Zum anderen arbeitete Neffe schon als Student journalistisch, veröffentlichte Artikel in „Die Zeit“, arbeitete für das Wissenschaftsjournal „Nature“, erhielt den Egon-Erwin-Kisch-Preis, war Reporter, Kolumnist und Korrespondent beim „Spiegel“, u. a. in New York und im Berliner Hauptstadtbüro . Bevor er seine Tätigkeit als freier Schriftsteller aufgenommen hat, leitete er das Hauptstadtbüro der Max-Planck-Gesellschaft in Berlin.
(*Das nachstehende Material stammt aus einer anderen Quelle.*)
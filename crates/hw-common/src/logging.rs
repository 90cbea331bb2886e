//! Tracing subscriber setup shared by the binaries

use tracing_subscriber::EnvFilter;

/// Install the global subscriber.
///
/// `RUST_LOG` takes precedence over `default_filter`. Calling this more than
/// once is harmless; later calls are ignored.
pub fn init(default_filter: &str, json: bool) {
    let filter = EnvFilter::try_from_default_env()
        .unwrap_or_else(|_| EnvFilter::new(default_filter));

    let builder = tracing_subscriber::fmt().with_env_filter(filter);
    let result = if json {
        builder.json().try_init()
    } else {
        builder.try_init()
    };

    if result.is_err() {
        tracing::debug!("Tracing subscriber already installed");
    }
}
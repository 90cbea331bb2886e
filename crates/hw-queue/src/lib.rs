//! Hookwire Delivery Queue
//!
//! The durable task queue is an external collaborator. This crate defines
//! the seam the engine consumes plus:
//! - MemoryDeliveryQueue: tokio channel per queue name, for development and tests
//! - QueueWorker: consumes one queue and routes tasks to handlers by task name
//!
//! Delivery is at-least-once with no ordering guarantee. Nothing here retries.

use async_trait::async_trait;
use chrono::{DateTime, Utc};
use serde::{Deserialize, Serialize};
use thiserror::Error;

pub mod memory;
pub mod worker;

pub use memory::MemoryDeliveryQueue;
pub use worker::{QueueWorker, TaskHandler, TaskOutcome};

/// Task arguments: a JSON object
pub type TaskArgs = serde_json::Map<String, serde_json::Value>;

#[derive(Error, Debug)]
pub enum QueueError {
    #[error("Queue closed: {0}")]
    Closed(String),
    #[error("Enqueue failed: {0}")]
    Enqueue(String),
}

pub type Result<T> = std::result::Result<T, QueueError>;

/// A task recorded on a queue
#[derive(Debug, Clone, Serialize, Deserialize)]
pub struct QueuedTask {
    pub id: String,
    pub task_name: String,
    pub queue_name: String,
    pub args: TaskArgs,
    pub enqueued_at: DateTime<Utc>,
}

impl QueuedTask {
    pub fn new(task_name: &str, args: TaskArgs, queue_name: &str) -> Self {
        Self {
            id: uuid::Uuid::new_v4().to_string(),
            task_name: task_name.to_string(),
            queue_name: queue_name.to_string(),
            args,
            enqueued_at: Utc::now(),
        }
    }
}

/// Records tasks for asynchronous execution.
///
/// `enqueue` must only record the task; execution happens later in a worker.
#[async_trait]
pub trait DeliveryQueue: Send + Sync {
    fn identifier(&self) -> &str;

    /// Record a task and return its id
    async fn enqueue(&self, task_name: &str, args: TaskArgs, queue_name: &str) -> Result<String>;
}
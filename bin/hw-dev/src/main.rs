//! Hookwire Development Server
//!
//! All-in-one binary for local development containing:
//! - Webhook store (in-memory seeded from config, or PostgreSQL)
//! - Listener registry bootstrapped from published webhooks
//! - In-memory delivery queue with a dispatcher worker
//! - HTTP API for publishing occurrences and inspecting webhooks

use std::path::PathBuf;
use std::sync::Arc;
use std::time::Duration;

use anyhow::Result;
use axum::{
    extract::{Path, State},
    http::StatusCode,
    response::Json,
    routing::{get, post},
    Router,
};
use clap::Parser;
use tokio::net::TcpListener;
use tokio::signal;
use tokio::sync::broadcast;
use tower_http::trace::TraceLayer;
use tracing::{error, info, warn};

use hw_common::WebhookConfig;
use hw_config::{HookwireConfig, StoreBackend};
use hw_dispatcher::{Dispatcher, DispatcherConfig};
use hw_events::{ListenerRegistry, NoOrderDetails, Occurrence, PublishReport, DELIVER_TASK};
use hw_queue::{MemoryDeliveryQueue, QueueWorker};
use hw_store::{MemoryWebhookStore, RegistryReader, StoredWebhook, WebhookStore};

/// Hookwire Development Server
#[derive(Parser, Debug)]
#[command(name = "hw-dev")]
#[command(about = "Hookwire development server - registry, queue and dispatcher in one binary")]
struct Args {
    /// Path to a TOML configuration file
    #[arg(long, env = "HW_CONFIG")]
    config: Option<PathBuf>,

    /// API server port
    #[arg(long, env = "HW_API_PORT", default_value = "8090")]
    api_port: u16,
}

#[derive(Clone)]
struct AppState {
    registry: Arc<ListenerRegistry>,
    reader: RegistryReader,
    dispatcher: Arc<Dispatcher>,
}

#[tokio::main]
async fn main() -> Result<()> {
    let args = Args::parse();
    let config = HookwireConfig::load(args.config.as_deref())?;

    hw_common::logging::init(&config.logging.filter, config.logging.json);

    info!("Starting Hookwire Dev Server");
    info!(
        api_port = args.api_port,
        queue = %config.queue.name,
        concurrency = config.queue.concurrency,
        "Configuration loaded"
    );

    let (shutdown_tx, _) = broadcast::channel::<()>(1);

    // 1. Webhook store and registry reader
    let store = create_store(&config).await?;
    let reader = RegistryReader::new(store);

    // 2. Delivery queue
    let queue = Arc::new(MemoryDeliveryQueue::new());
    let receiver = queue
        .take_receiver(&config.queue.name)
        .ok_or_else(|| anyhow::anyhow!("Queue {} already has a consumer", config.queue.name))?;

    // 3. Listener registry, bound once at startup
    let registry = ListenerRegistry::bootstrap(
        &reader,
        queue.clone(),
        config.queue.name.clone(),
        Arc::new(NoOrderDetails),
    )
    .await?;
    let registry = Arc::new(registry);

    // 4. Dispatcher worker
    let dispatcher = Arc::new(Dispatcher::new(
        DispatcherConfig::from_settings(&config.dispatcher)?,
        reader.clone(),
    )?);
    let worker = QueueWorker::new(config.queue.name.clone(), config.queue.concurrency)
        .register(DELIVER_TASK, dispatcher.clone());
    let worker_handle = tokio::spawn(worker.run(receiver, shutdown_tx.subscribe()));

    // 5. API server
    let state = AppState {
        registry,
        reader,
        dispatcher,
    };
    let app = Router::new()
        .route("/health", get(health_handler))
        .route("/webhooks", get(list_webhooks_handler))
        .route("/webhooks/:id/ping", post(ping_handler))
        .route("/occurrences", post(publish_handler))
        .layer(TraceLayer::new_for_http())
        .with_state(state);

    let api_addr = format!("0.0.0.0:{}", args.api_port);
    info!("API server listening on http://{}", api_addr);

    let listener = TcpListener::bind(&api_addr).await?;
    let api_handle = {
        let mut shutdown_rx = shutdown_tx.subscribe();
        tokio::spawn(async move {
            let server = axum::serve(listener, app);
            tokio::select! {
                result = server => {
                    if let Err(e) = result {
                        error!("API server error: {}", e);
                    }
                }
                _ = shutdown_rx.recv() => {
                    info!("API server shutting down");
                }
            }
        })
    };

    info!("Hookwire Dev Server started successfully");
    info!("Press Ctrl+C to shutdown");

    shutdown_signal().await;
    info!("Shutdown signal received, initiating graceful shutdown...");

    let _ = shutdown_tx.send(());

    // In-flight deliveries may take up to the request timeout
    let shutdown_timeout = Duration::from_secs(config.dispatcher.timeout_secs + 5);
    let _ = tokio::time::timeout(shutdown_timeout, async {
        let _ = api_handle.await;
        let _ = worker_handle.await;
    })
    .await;

    info!("Hookwire Dev Server shutdown complete");
    Ok(())
}

async fn create_store(config: &HookwireConfig) -> Result<Arc<dyn WebhookStore>> {
    match config.store.backend {
        StoreBackend::Memory => {
            let store = MemoryWebhookStore::new();
            for seed in &config.webhooks {
                store.upsert(StoredWebhook::from_seed(seed.clone())?);
            }
            info!(webhooks = config.webhooks.len(), "Webhook store using memory");
            Ok(Arc::new(store))
        }
        #[cfg(feature = "postgres")]
        StoreBackend::Postgres => {
            let url = config
                .store
                .url
                .as_ref()
                .ok_or_else(|| anyhow::anyhow!("HW_STORE_URL required for postgres"))?;
            let pool = sqlx::postgres::PgPoolOptions::new()
                .max_connections(5)
                .connect(url)
                .await?;
            let store = hw_store::postgres::PostgresWebhookStore::new(pool);
            store.init_schema().await?;
            for seed in &config.webhooks {
                store.upsert(&StoredWebhook::from_seed(seed.clone())?).await?;
            }
            info!("Webhook store using PostgreSQL");
            Ok(Arc::new(store))
        }
        #[cfg(not(feature = "postgres"))]
        StoreBackend::Postgres => Err(anyhow::anyhow!(
            "PostgreSQL store requested but hw-dev was built without the postgres feature"
        )),
    }
}

async fn health_handler(State(state): State<AppState>) -> Json<serde_json::Value> {
    Json(serde_json::json!({
        "status": "UP",
        "version": env!("CARGO_PKG_VERSION"),
        "queue": state.registry.queue_name(),
        "queue_backend": state.registry.queue_backend(),
        "catalog_version": hw_common::CATALOG_VERSION,
    }))
}

/// Published webhooks as currently stored. Secrets are never serialized.
async fn list_webhooks_handler(
    State(state): State<AppState>,
) -> Result<Json<Vec<WebhookConfig>>, (StatusCode, String)> {
    state
        .reader
        .load_published()
        .await
        .map(Json)
        .map_err(|e| (StatusCode::INTERNAL_SERVER_ERROR, e.to_string()))
}

async fn publish_handler(State(state): State<AppState>, Json(occurrence): Json<Occurrence>) -> Json<PublishReport> {
    Json(state.registry.publish(&occurrence).await)
}

async fn ping_handler(
    State(state): State<AppState>,
    Path(id): Path<String>,
) -> Result<Json<serde_json::Value>, (StatusCode, String)> {
    let webhook = state
        .reader
        .find(&id)
        .await
        .map_err(|e| (StatusCode::INTERNAL_SERVER_ERROR, e.to_string()))?
        .ok_or_else(|| (StatusCode::NOT_FOUND, format!("Webhook {} not found", id)))?;

    match state.dispatcher.ping(&webhook).await {
        Ok(status) => Ok(Json(serde_json::json!({ "webhook_id": id, "status": status }))),
        Err(e) => Err((StatusCode::BAD_GATEWAY, e.to_string())),
    }
}

async fn shutdown_signal() {
    let ctrl_c = async {
        if let Err(e) = signal::ctrl_c().await {
            warn!("Failed to listen for Ctrl+C: {}", e);
            std::future::pending::<()>().await;
        }
    };

    #[cfg(unix)]
    let terminate = async {
        match signal::unix::signal(signal::unix::SignalKind::terminate()) {
            Ok(mut sig) => {
                sig.recv().await;
            }
            Err(e) => {
                warn!("Failed to install SIGTERM handler: {}", e);
                std::future::pending::<()>().await;
            }
        }
    };

    #[cfg(not(unix))]
    let terminate = std::future::pending::<()>();

    tokio::select! {
        _ = ctrl_c => {},
        _ = terminate => {},
    }
}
Es ist diese besondere Kombination von naturwissenschaftlicher Sozialisation und journalistisch-schriftstellerischem Talent, deren Einzigartigkeit den Autor und seine biografischen Arbeiten auszeichnet – eben auch sein neuestes Werk über Karl Marx. Es erweist sich als ein besonderer Glücksfall, dass Neffe das Marx’sche Leben und Werk nicht auf den ausgetretenen Pfaden der Epigonen und Exegeten wiederkäut, sondern dass er – weitgehend unvorbelastet und in der wachen Unschuld des neugierigen Entdeckers – die Erfahrungen, Beobachtungen und Erkenntnisse von Marx auf aktuelle und zeitgemäße Weise entschlüsselt und somit im neuen Licht der Gegenwart zur Geltung bringt.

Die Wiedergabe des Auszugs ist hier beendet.